▶ _To do_
Quote every line from the top of the listing down to and including the line that contains "this indicates corruption.".

▶ _Input material_
//! Session error types.
//!
//! Only catalog resolution and snapshot restore produce errors; placement,
//! bounds, and unknown-identity failures stay plain `bool` results because
//! they happen routinely during interactive dragging.

use inventory_core::{Cell, ItemId, ShapeKind};

/// Failures of [`crate::InventorySession::add_item`].
#[derive(Clone, Debug, PartialEq, Eq, thiserror::Error)]
pub enum AddItemError {
    /// The item catalog has no definition for the requested ref. Usually a
    /// data-integrity bug; the caller decides how loudly to report it.
    #[error("Item catalog cannot resolve ref '{external_ref}'")]
    UnresolvedRef {
        /// The unresolvable reference.
        external_ref: String,
    },

    /// No anchor on the grid fits the item's shape. The expected
    /// "inventory full" outcome, not a bug.
    #[error("No free placement for '{external_ref}' (shape {shape:?})")]
    NoSpace {
        /// The reference that could not be placed.
        external_ref: String,
        /// The shape that found no fit.
        shape: ShapeKind,
    },
}

/// Failures of [`crate::InventorySession::restore`].
///
/// Either variant means the snapshot does not describe a state this catalog
/// could have saved; the session is left untouched.
#[derive(Clone, Debug, PartialEq, Eq, thiserror::Error)]
pub enum RestoreError {
    /// A snapshot entry references an item the catalog no longer knows.
    #[error("Snapshot entry {id} references unknown ref '{external_ref}'")]
    UnresolvedRef {
        /// Identity of the offending entry.
        id: ItemId,
        /// The unresolvable reference.
        external_ref: String,
    },

    /// Snapshot entries collide or leave the grid. Honest saves replay in
    /// any order, so this indicates corruption.
    #[error("Snapshot entry {id} cannot be placed at {anchor}")]
    InvalidPlacement {
        /// Identity of the offending entry.
        id: ItemId,
        /// The anchor that failed validation.
        anchor: Cell,
    },
}
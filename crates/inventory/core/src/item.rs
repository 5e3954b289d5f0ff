//! Item records: one placed entity and its derived footprint.

use arrayvec::ArrayVec;

use crate::config::InventoryConfig;
use crate::shape::{RotationState, ShapeKind};
use crate::types::{Cell, ItemId};

/// Bounded set of cells one placement occupies.
pub type Footprint = ArrayVec<Cell, { InventoryConfig::MAX_SHAPE_CELLS }>;

/// One placed entity: identity, shape, current pose, and a reference into
/// the external item catalog (resolved lazily by the consuming layer).
///
/// The occupied-cell set is never stored; it is recomputed from the shape
/// tables on demand. Footprints are at most six cells, so eager
/// recomputation is cheaper than keeping a cache coherent.
#[derive(Clone, Debug, PartialEq, Eq)]
#[cfg_attr(feature = "serde", derive(serde::Serialize, serde::Deserialize))]
pub struct ItemRecord {
    pub id: ItemId,
    pub shape: ShapeKind,
    pub rotation_index: usize,
    pub anchor: Cell,
    pub external_ref: String,
}

impl ItemRecord {
    pub fn new(
        id: ItemId,
        shape: ShapeKind,
        rotation_index: usize,
        anchor: Cell,
        external_ref: impl Into<String>,
    ) -> Self {
        Self {
            id,
            shape,
            rotation_index,
            anchor,
            external_ref: external_ref.into(),
        }
    }

    /// The rotation state this record currently poses in.
    pub fn rotation_state(&self) -> &'static RotationState {
        self.shape.state_at(self.rotation_index)
    }

    /// Cells this record occupies at its current anchor and rotation.
    pub fn occupied_cells(&self) -> Footprint {
        Self::cells_at(self.shape, self.anchor, self.rotation_index)
    }

    /// Footprint of a candidate pose without mutating any record. Used by
    /// the grid to validate moves and rotations before committing them.
    pub fn cells_at(shape: ShapeKind, anchor: Cell, rotation_index: usize) -> Footprint {
        shape
            .state_at(rotation_index)
            .offsets
            .iter()
            .map(|&off| anchor + off)
            .collect()
    }
}

#[cfg(test)]
mod tests {
    use super::*;

    #[test]
    fn footprint_translates_offsets_by_anchor() {
        let record = ItemRecord::new(ItemId(1), ShapeKind::LShape, 0, Cell::new(3, 2), "machete");
        let cells = record.occupied_cells();
        assert_eq!(
            cells.as_slice(),
            &[
                Cell::new(3, 2),
                Cell::new(4, 2),
                Cell::new(5, 2),
                Cell::new(3, 3),
            ]
        );
    }

    #[test]
    fn cells_at_wraps_rotation_index() {
        let at_zero = ItemRecord::cells_at(ShapeKind::Domino, Cell::ORIGIN, 0);
        let wrapped = ItemRecord::cells_at(ShapeKind::Domino, Cell::ORIGIN, 2);
        assert_eq!(at_zero, wrapped);
    }
}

▶ _Result of the task_
//! Session error types.
//!
//! Only catalog resolution and snapshot restore produce errors; placement,
//! bounds, and unknown-identity failures stay plain `bool` results because
//! they happen routinely during interactive dragging.

use inventory_core::{Cell, ItemId, ShapeKind};

/// Failures of [`crate::InventorySession::add_item`].
#[derive(Clone, Debug, PartialEq, Eq, thiserror::Error)]
pub enum AddItemError {
    /// The item catalog has no definition for the requested ref. Usually a
    /// data-integrity bug; the caller decides how loudly to report it.
    #[error("Item catalog cannot resolve ref '{external_ref}'")]
    UnresolvedRef {
        /// The unresolvable reference.
        external_ref: String,
    },

    /// No anchor on the grid fits the item's shape. The expected
    /// "inventory full" outcome, not a bug.
    #[error("No free placement for '{external_ref}' (shape {shape:?})")]
    NoSpace {
        /// The reference that could not be placed.
        external_ref: String,
        /// The shape that found no fit.
        shape: ShapeKind,
    },
}

/// Failures of [`crate::InventorySession::restore`].
///
/// Either variant means the snapshot does not describe a state this catalog
/// could have saved; the session is left untouched.
#[derive(Clone, Debug, PartialEq, Eq, thiserror::Error)]
pub enum RestoreError {
    /// A snapshot entry references an item the catalog no longer knows.
    #[error("Snapshot entry {id} references unknown ref '{external_ref}'")]
    UnresolvedRef {
        /// Identity of the offending entry.
        id: ItemId,
        /// The unresolvable reference.
        external_ref: String,
    },

    /// Snapshot entries collide or leave the grid. Honest saves replay in
    /// any order, so this indicates corruption.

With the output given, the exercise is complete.